→ Work order:
Below are the records; restate word for word the lines from the first through the one containing "if let Some(seen_at)", and only those.

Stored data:

________

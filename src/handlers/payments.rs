use axum::{
    extract::{Path, State},
    response::Json,
    routing::{get, post},
    Router,
};
use dashmap::DashMap;
use serde_json::{json, Value};
use sqlx::PgPool;
use std::sync::OnceLock;
use std::time::{Duration, Instant};
use uuid::Uuid;

use crate::domain::{self, MIN_PAYMENT};
use crate::errors::AppError;
use crate::gateway::{LipwaCallback, PalmPesaCallback};
use crate::models::{InitiatePaymentRequest, PaymentAttempt, PaymentGateway, PaymentStatus};
use crate::AppState;

pub fn router() -> Router<AppState> {
    Router::new()
        .route("/lipwa/initiate", post(initiate_lipwa))
        .route("/lipwa/status/:reference", get(lipwa_status))
        .route("/lipwa/callback", post(lipwa_callback))
        .route("/palmpesa/initiate", post(initiate_palmpesa))
        .route("/palmpesa/status/:order_id", get(palmpesa_status))
        .route("/palmpesa/callback", post(palmpesa_callback))
        .route("/attempts/:user_id", get(list_attempts))
}

// Gateways redeliver terminal callbacks at-least-once; references seen with
// a terminal status are remembered so redeliveries become no-ops without a
// database round trip.
static SEEN_CALLBACKS: OnceLock<DashMap<String, Instant>> = OnceLock::new();

const CALLBACK_CACHE_TTL: Duration = Duration::from_secs(3600);
const CALLBACK_CACHE_MAX: usize = 10_000;

fn seen_callbacks() -> &'static DashMap<String, Instant> {
    SEEN_CALLBACKS.get_or_init(DashMap::new)
}

fn callback_already_seen(key: &str) -> bool {
    let cache = seen_callbacks();
    if let Some(seen_at) = cache.get(key) {
        if seen_at.elapsed() < CALLBACK_CACHE_TTL {
            return true;
        }
        drop(seen_at);
        cache.remove(key);
    }
    false
}

fn remember_callback(key: String) {
    let cache = seen_callbacks();
    if cache.len() >= CALLBACK_CACHE_MAX {
        cache.retain(|_, seen_at| seen_at.elapsed() < CALLBACK_CACHE_TTL);
    }
    cache.insert(key, Instant::now());
}

fn validate_collection_input(payload: &InitiatePaymentRequest) -> Result<(), AppError> {
    if !domain::is_valid_tz_phone(&payload.phone) {
        return Err(AppError::validation(
            "Phone must be a valid Tanzanian mobile number",
        ));
    }
    if payload.amount < MIN_PAYMENT {
        return Err(AppError::validation(format!(
            "Minimum payment amount is {}",
            MIN_PAYMENT
        )));
    }
    Ok(())
}

async fn record_attempt(
    db: &PgPool,
    payload: &InitiatePaymentRequest,
    gateway: PaymentGateway,
    client_reference: &str,
) -> Result<Uuid, AppError> {
    let id: Uuid = sqlx::query_scalar(
        r#"
        INSERT INTO payment_attempts (user_id, gateway, client_reference, amount, phone)
        VALUES ($1, $2, $3, $4, $5)
        RETURNING id
        "#,
    )
    .bind(payload.user_id)
    .bind(gateway)
    .bind(client_reference)
    .bind(payload.amount)
    .bind(&payload.phone)
    .fetch_one(db)
    .await?;
    Ok(id)
}

/// Terminal statuses are write-once: the conditional `status = 'PENDING'`
/// makes both the poll path and repeated webhook deliveries idempotent.
async fn apply_gateway_status(
    db: &PgPool,
    gateway: PaymentGateway,
    gateway_reference: &str,
    status: PaymentStatus,
    raw_status: &str,
) -> Result<u64, AppError> {
    let result = sqlx::query(
        r#"
        UPDATE payment_attempts
        SET status = $1, raw_status = $2, updated_at = NOW()
        WHERE gateway = $3 AND gateway_reference = $4 AND status = 'PENDING'
        "#,
    )
    .bind(status)
    .bind(raw_status)
    .bind(gateway)
    .bind(gateway_reference)
    .execute(db)
    .await?;
    Ok(result.rows_affected())
}

/// Callback writes get a short fixed-delay retry before giving up; the
/// gateway will redeliver eventually, but a transient pool hiccup should
/// not have to wait for it.
async fn apply_with_retry(
    db: &PgPool,
    gateway: PaymentGateway,
    gateway_reference: &str,
    status: PaymentStatus,
    raw_status: &str,
) -> Result<u64, AppError> {
    const ATTEMPTS: u32 = 3;
    const RETRY_DELAY: Duration = Duration::from_millis(500);

    let mut last_err = None;
    for attempt in 1..=ATTEMPTS {
        match apply_gateway_status(db, gateway, gateway_reference, status, raw_status).await {
            Ok(updated) => return Ok(updated),
            Err(e) => {
                tracing::warn!(
                    "Callback write attempt {}/{} for {} failed: {}",
                    attempt,
                    ATTEMPTS,
                    gateway_reference,
                    e
                );
                last_err = Some(e);
                if attempt < ATTEMPTS {
                    tokio::time::sleep(RETRY_DELAY).await;
                }
            }
        }
    }
    Err(last_err.expect("at least one attempt"))
}

/// STK push via gateway A. Validation happens before any network call; a
/// transport failure leaves the attempt PENDING because the outcome is
/// genuinely unknown, while a decline marks it FAILED.
async fn initiate_lipwa(
    State(state): State<AppState>,
    Json(payload): Json<InitiatePaymentRequest>,
) -> Result<Json<Value>, AppError> {
    validate_collection_input(&payload)?;

    let client_reference = format!("kp-{}", Uuid::new_v4());
    record_attempt(&state.db, &payload, PaymentGateway::Lipwa, &client_reference).await?;

    match state
        .lipwa
        .initiate(payload.phone.trim(), payload.amount, &client_reference)
        .await
    {
        Ok(outcome) => {
            sqlx::query(
                "UPDATE payment_attempts SET gateway_reference = $1 WHERE client_reference = $2",
            )
            .bind(&outcome.gateway_reference)
            .bind(&client_reference)
            .execute(&state.db)
            .await?;

            Ok(Json(json!({
                "error": false,
                "client_reference": client_reference,
                "gateway_reference": outcome.gateway_reference,
                "message": outcome.description
            })))
        }
        Err(err) => {
            if matches!(err, crate::gateway::GatewayError::Declined { .. }) {
                sqlx::query(
                    "UPDATE payment_attempts SET status = 'FAILED', updated_at = NOW() \
                     WHERE client_reference = $1 AND status = 'PENDING'",
                )
                .bind(&client_reference)
                .execute(&state.db)
                .await?;
            }
            Err(err.into())
        }
    }
}

async fn lipwa_status(
    State(state): State<AppState>,
    Path(reference): Path<String>,
) -> Result<Json<Value>, AppError> {
    let outcome = state.lipwa.status(&reference).await?;

    if outcome.status.is_terminal() {
        apply_gateway_status(
            &state.db,
            PaymentGateway::Lipwa,
            &reference,
            outcome.status,
            &outcome.raw_status,
        )
        .await?;
    }

    Ok(Json(json!({
        "error": false,
        "status": outcome.status,
        "raw_status": outcome.raw_status
    })))
}

/// Webhook receiver. Always acknowledges with 200 — the gateway retries
/// forever otherwise — and logs internal failures for manual follow-up.
async fn lipwa_callback(
    State(state): State<AppState>,
    Json(payload): Json<LipwaCallback>,
) -> Json<Value> {
    let status = crate::gateway::lipwa_status_from_raw(&payload.status);
    let dedup_key = format!("lipwa:{}:{}", payload.checkout_request_id, payload.status);

    if status.is_terminal() && callback_already_seen(&dedup_key) {
        return Json(json!({ "error": false, "received": true }));
    }

    if status.is_terminal() {
        match apply_with_retry(
            &state.db,
            PaymentGateway::Lipwa,
            &payload.checkout_request_id,
            status,
            &payload.status,
        )
        .await
        {
            Ok(updated) => {
                if updated > 0 {
                    tracing::info!(
                        "Lipwa callback settled {} as {:?}",
                        payload.checkout_request_id,
                        status
                    );
                }
                remember_callback(dedup_key);
            }
            Err(e) => {
                tracing::error!(
                    "Failed to apply Lipwa callback for {}: {}",
                    payload.checkout_request_id,
                    e
                );
            }
        }
    }

    Json(json!({ "error": false, "received": true }))
}

async fn initiate_palmpesa(
    State(state): State<AppState>,
    Json(payload): Json<InitiatePaymentRequest>,
) -> Result<Json<Value>, AppError> {
    validate_collection_input(&payload)?;

    let (payer_name, payer_email) = match payload.user_id {
        Some(user_id) => {
            let user: Option<(String, Option<String>)> =
                sqlx::query_as("SELECT full_name, email FROM users WHERE id = $1")
                    .bind(user_id)
                    .fetch_optional(&state.db)
                    .await?;
            let (name, email) = user.ok_or_else(|| AppError::not_found("User not found"))?;
            (name, email.unwrap_or_else(|| "guest@kazipesa.co.tz".to_string()))
        }
        None => ("Guest".to_string(), "guest@kazipesa.co.tz".to_string()),
    };

    let client_reference = format!("kp-{}", Uuid::new_v4());
    record_attempt(&state.db, &payload, PaymentGateway::Palmpesa, &client_reference).await?;

    match state
        .palmpesa
        .initiate(
            payload.phone.trim(),
            payload.amount,
            &client_reference,
            &payer_name,
            &payer_email,
        )
        .await
    {
        Ok(outcome) => {
            sqlx::query(
                "UPDATE payment_attempts SET gateway_reference = $1 WHERE client_reference = $2",
            )
            .bind(&outcome.gateway_reference)
            .bind(&client_reference)
            .execute(&state.db)
            .await?;

            Ok(Json(json!({
                "error": false,
                "client_reference": client_reference,
                "order_id": outcome.gateway_reference,
                "message": outcome.description
            })))
        }
        Err(err) => {
            if matches!(err, crate::gateway::GatewayError::Declined { .. }) {
                sqlx::query(
                    "UPDATE payment_attempts SET status = 'FAILED', updated_at = NOW() \
                     WHERE client_reference = $1 AND status = 'PENDING'",
                )
                .bind(&client_reference)
                .execute(&state.db)
                .await?;
            }
            Err(err.into())
        }
    }
}

async fn palmpesa_status(
    State(state): State<AppState>,
    Path(order_id): Path<String>,
) -> Result<Json<Value>, AppError> {
    let outcome = state.palmpesa.order_status(&order_id).await?;

    if outcome.status.is_terminal() {
        apply_gateway_status(
            &state.db,
            PaymentGateway::Palmpesa,
            &order_id,
            outcome.status,
            &outcome.raw_status,
        )
        .await?;
    }

    Ok(Json(json!({
        "error": false,
        "status": outcome.status,
        "raw_status": outcome.raw_status
    })))
}

async fn palmpesa_callback(
    State(state): State<AppState>,
    Json(payload): Json<PalmPesaCallback>,
) -> Json<Value> {
    let status = crate::gateway::palmpesa_status_from_raw(&payload.status);
    let dedup_key = format!("palmpesa:{}:{}", payload.order_id, payload.status);

    if status.is_terminal() && callback_already_seen(&dedup_key) {
        return Json(json!({ "error": false, "received": true }));
    }

    if status.is_terminal() {
        match apply_with_retry(
            &state.db,
            PaymentGateway::Palmpesa,
            &payload.order_id,
            status,
            &payload.status,
        )
        .await
        {
            Ok(updated) => {
                if updated > 0 {
                    tracing::info!(
                        "PalmPesa callback settled {} as {:?}",
                        payload.order_id,
                        status
                    );
                }
                remember_callback(dedup_key);
            }
            Err(e) => {
                tracing::error!(
                    "Failed to apply PalmPesa callback for {}: {}",
                    payload.order_id,
                    e
                );
            }
        }
    }

    Json(json!({ "error": false, "received": true }))
}

/// A user's recorded collection attempts (audit view).
async fn list_attempts(
    State(state): State<AppState>,
    Path(user_id): Path<Uuid>,
) -> Result<Json<Value>, AppError> {
    let attempts: Vec<PaymentAttempt> =
        sqlx::query_as("SELECT * FROM payment_attempts WHERE user_id = $1 ORDER BY created_at DESC")
            .bind(user_id)
            .fetch_all(&state.db)
            .await?;

    Ok(Json(json!({ "error": false, "attempts": attempts })))
}
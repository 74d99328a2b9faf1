use axum::{
    extract::{Query, State},
    response::Json,
    routing::{get, post},
    Router,
};
use rust_decimal::Decimal;
use serde_json::{json, Value};
use sqlx::types::Json as SqlJson;
use validator::Validate;

use crate::domain::{self, MIN_WITHDRAWAL};
use crate::errors::AppError;
use crate::models::{Withdrawal, WithdrawRequest, WithdrawalListQuery};
use crate::AppState;

pub fn router() -> Router<AppState> {
    Router::new()
        .route("/", post(request_withdrawal))
        .route("/", get(list_withdrawals))
}

/// Converts balance into a pending payout request. The availability check,
/// the decrement and the request insert are one transaction: either both
/// writes commit or neither does.
async fn request_withdrawal(
    State(state): State<AppState>,
    Json(payload): Json<WithdrawRequest>,
) -> Result<Json<Value>, AppError> {
    payload
        .validate()
        .map_err(|e| AppError::validation(format!("Validation error: {}", e)))?;

    if payload.amount < MIN_WITHDRAWAL {
        return Err(AppError::validation(format!(
            "Minimum withdrawal is {}",
            MIN_WITHDRAWAL
        )));
    }

    domain::validate_destination(payload.rail, &payload.destination)
        .map_err(AppError::Validation)?;

    // Replay: the same idempotency key always returns the original request,
    // so a double-click or retried POST cannot debit twice.
    let existing: Option<Withdrawal> =
        sqlx::query_as("SELECT * FROM withdrawals WHERE idempotency_key = $1")
            .bind(&payload.idempotency_key)
            .fetch_optional(&state.db)
            .await?;
    if let Some(withdrawal) = existing {
        return Ok(Json(withdrawal_response(withdrawal, None, true)));
    }

    let mut tx = state.db.begin().await?;

    // Conditional decrement: read-modify-write in one statement so two
    // back-to-back requests cannot both pass a stale balance check.
    let new_balance: Option<Decimal> = sqlx::query_scalar(
        r#"
        UPDATE users
        SET balance = balance - $1
        WHERE id = $2 AND balance >= $1
        RETURNING balance
        "#,
    )
    .bind(payload.amount)
    .bind(payload.user_id)
    .fetch_optional(&mut *tx)
    .await?;

    let Some(new_balance) = new_balance else {
        tx.rollback().await?;
        let exists: bool = sqlx::query_scalar("SELECT EXISTS (SELECT 1 FROM users WHERE id = $1)")
            .bind(payload.user_id)
            .fetch_one(&state.db)
            .await?;
        return if exists {
            Err(AppError::InsufficientBalance)
        } else {
            Err(AppError::not_found("User not found"))
        };
    };

    let withdrawal: Option<Withdrawal> = sqlx::query_as(
        r#"
        INSERT INTO withdrawals (user_id, amount, rail, destination, idempotency_key)
        VALUES ($1, $2, $3, $4, $5)
        ON CONFLICT (idempotency_key) DO NOTHING
        RETURNING *
        "#,
    )
    .bind(payload.user_id)
    .bind(payload.amount)
    .bind(payload.rail)
    .bind(SqlJson(&payload.destination))
    .bind(&payload.idempotency_key)
    .fetch_optional(&mut *tx)
    .await?;

    let Some(withdrawal) = withdrawal else {
        // Lost an idempotency race after the first SELECT; undo the
        // decrement and replay the winner's record.
        tx.rollback().await?;
        let winner: Withdrawal =
            sqlx::query_as("SELECT * FROM withdrawals WHERE idempotency_key = $1")
                .bind(&payload.idempotency_key)
                .fetch_one(&state.db)
                .await?;
        return Ok(Json(withdrawal_response(winner, None, true)));
    };

    tx.commit().await?;

    tracing::info!(
        "Withdrawal {} of {} requested by {}",
        withdrawal.id,
        withdrawal.amount,
        withdrawal.user_id
    );

    Ok(Json(withdrawal_response(withdrawal, Some(new_balance), false)))
}

fn withdrawal_response(withdrawal: Withdrawal, new_balance: Option<Decimal>, replayed: bool) -> Value {
    let (fee, payout) = domain::withdrawal_fee(withdrawal.amount);
    json!({
        "error": false,
        "withdrawal": withdrawal,
        "fee": fee,
        "payout_after_fee": payout,
        "new_balance": new_balance,
        "replayed": replayed
    })
}

async fn list_withdrawals(
    State(state): State<AppState>,
    Query(params): Query<WithdrawalListQuery>,
) -> Result<Json<Value>, AppError> {
    let withdrawals: Vec<Withdrawal> =
        sqlx::query_as("SELECT * FROM withdrawals WHERE user_id = $1 ORDER BY requested_at DESC")
            .bind(params.user_id)
            .fetch_all(&state.db)
            .await?;

    Ok(Json(json!({ "error": false, "withdrawals": withdrawals })))
}

#[cfg(test)]
mod tests {
    use super::*;
    use crate::models::{WithdrawalDestination, WithdrawalRail, WithdrawalStatus};
    use rust_decimal_macros::dec;
    use sqlx::PgPool;
    use uuid::Uuid;

    async fn seed_user_with_balance(db: &PgPool, balance: Decimal) -> Uuid {
        let phone = format!("07{:08}", Uuid::new_v4().as_u128() % 100_000_000);
        sqlx::query_scalar(
            "INSERT INTO users (phone, full_name, balance) VALUES ($1, 'Juma Khamis', $2) RETURNING id",
        )
        .bind(phone)
        .bind(balance)
        .fetch_one(db)
        .await
        .unwrap()
    }

    fn mobile_money_request(user_id: Uuid, amount: Decimal, key: &str) -> WithdrawRequest {
        WithdrawRequest {
            user_id,
            amount,
            rail: WithdrawalRail::MobileMoney,
            destination: WithdrawalDestination {
                phone: Some("0712345678".to_string()),
                ..Default::default()
            },
            idempotency_key: key.to_string(),
        }
    }

    async fn balance_of(db: &PgPool, user_id: Uuid) -> Decimal {
        sqlx::query_scalar("SELECT balance FROM users WHERE id = $1")
            .bind(user_id)
            .fetch_one(db)
            .await
            .unwrap()
    }

    async fn withdrawal_count(db: &PgPool, user_id: Uuid) -> i64 {
        sqlx::query_scalar("SELECT COUNT(*) FROM withdrawals WHERE user_id = $1")
            .bind(user_id)
            .fetch_one(db)
            .await
            .unwrap()
    }

    #[sqlx::test]
    async fn insufficient_balance_writes_nothing(db: PgPool) {
        let state = crate::AppState::for_tests(db.clone());
        let user_id = seed_user_with_balance(&db, dec!(5)).await;

        let err = request_withdrawal(
            State(state),
            Json(mobile_money_request(user_id, dec!(10), "retry-key-0001")),
        )
        .await
        .unwrap_err();
        assert!(matches!(err, AppError::InsufficientBalance));

        assert_eq!(balance_of(&db, user_id).await, dec!(5));
        assert_eq!(withdrawal_count(&db, user_id).await, 0);
    }

    #[sqlx::test]
    async fn below_minimum_amount_writes_nothing(db: PgPool) {
        let state = crate::AppState::for_tests(db.clone());
        let user_id = seed_user_with_balance(&db, dec!(50)).await;

        let err = request_withdrawal(
            State(state),
            Json(mobile_money_request(user_id, dec!(5), "retry-key-0002")),
        )
        .await
        .unwrap_err();
        assert!(matches!(err, AppError::Validation(_)));

        assert_eq!(balance_of(&db, user_id).await, dec!(50));
        assert_eq!(withdrawal_count(&db, user_id).await, 0);
    }

    #[sqlx::test]
    async fn successful_request_debits_the_balance_once(db: PgPool) {
        let state = crate::AppState::for_tests(db.clone());
        let user_id = seed_user_with_balance(&db, dec!(15)).await;

        let Json(body) = request_withdrawal(
            State(state),
            Json(mobile_money_request(user_id, dec!(10), "retry-key-0003")),
        )
        .await
        .unwrap();
        assert_eq!(body["error"], json!(false));
        assert_eq!(body["replayed"], json!(false));

        assert_eq!(balance_of(&db, user_id).await, dec!(5));

        let (amount, status): (Decimal, WithdrawalStatus) =
            sqlx::query_as("SELECT amount, status FROM withdrawals WHERE user_id = $1")
                .bind(user_id)
                .fetch_one(&db)
                .await
                .unwrap();
        assert_eq!(amount, dec!(10));
        assert_eq!(status, WithdrawalStatus::Pending);
    }

    #[sqlx::test]
    async fn repeated_idempotency_key_replays_without_a_second_debit(db: PgPool) {
        let state = crate::AppState::for_tests(db.clone());
        let user_id = seed_user_with_balance(&db, dec!(30)).await;

        let Json(first) = request_withdrawal(
            State(state.clone()),
            Json(mobile_money_request(user_id, dec!(10), "retry-key-0004")),
        )
        .await
        .unwrap();
        assert_eq!(first["replayed"], json!(false));

        let Json(second) = request_withdrawal(
            State(state),
            Json(mobile_money_request(user_id, dec!(10), "retry-key-0004")),
        )
        .await
        .unwrap();
        assert_eq!(second["replayed"], json!(true));
        assert_eq!(
            second["withdrawal"]["id"],
            first["withdrawal"]["id"]
        );

        assert_eq!(balance_of(&db, user_id).await, dec!(20));
        assert_eq!(withdrawal_count(&db, user_id).await, 1);
    }
}
use chrono::{DateTime, Utc};
use serde::{Deserialize, Serialize};
use sqlx::FromRow;
use uuid::Uuid;
use validator::Validate;

/// A work session tracked explicitly with start/flush/stop operations
/// instead of a client-side interval timer.
#[derive(Debug, Clone, Serialize, Deserialize, FromRow)]
pub struct WorkSession {
    pub id: Uuid,
    pub user_id: Uuid,
    pub started_at: DateTime<Utc>,
    pub last_flush_at: Option<DateTime<Utc>>,
    pub ended_at: Option<DateTime<Utc>>,
    pub seconds_active: i32,
}

#[derive(Debug, Deserialize)]
pub struct StartSessionRequest {
    pub user_id: Uuid,
}

#[derive(Debug, Deserialize, Validate)]
pub struct FlushSessionRequest {
    #[validate(range(min = 0, max = 86400))]
    pub seconds_active: i32,
}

________

→ Solved problem:
filename src/handlers/payments.rs
use axum::{
    extract::{Path, State},
    response::Json,
    routing::{get, post},
    Router,
};
use dashmap::DashMap;
use serde_json::{json, Value};
use sqlx::PgPool;
use std::sync::OnceLock;
use std::time::{Duration, Instant};
use uuid::Uuid;

use crate::domain::{self, MIN_PAYMENT};
use crate::errors::AppError;
use crate::gateway::{LipwaCallback, PalmPesaCallback};
use crate::models::{InitiatePaymentRequest, PaymentAttempt, PaymentGateway, PaymentStatus};
use crate::AppState;

pub fn router() -> Router<AppState> {
    Router::new()
        .route("/lipwa/initiate", post(initiate_lipwa))
        .route("/lipwa/status/:reference", get(lipwa_status))
        .route("/lipwa/callback", post(lipwa_callback))
        .route("/palmpesa/initiate", post(initiate_palmpesa))
        .route("/palmpesa/status/:order_id", get(palmpesa_status))
        .route("/palmpesa/callback", post(palmpesa_callback))
        .route("/attempts/:user_id", get(list_attempts))
}

// Gateways redeliver terminal callbacks at-least-once; references seen with
// a terminal status are remembered so redeliveries become no-ops without a
// database round trip.
static SEEN_CALLBACKS: OnceLock<DashMap<String, Instant>> = OnceLock::new();

const CALLBACK_CACHE_TTL: Duration = Duration::from_secs(3600);
const CALLBACK_CACHE_MAX: usize = 10_000;

fn seen_callbacks() -> &'static DashMap<String, Instant> {
    SEEN_CALLBACKS.get_or_init(DashMap::new)
}

fn callback_already_seen(key: &str) -> bool {
    let cache = seen_callbacks();
    if let Some(seen_at) = cache.get(key) {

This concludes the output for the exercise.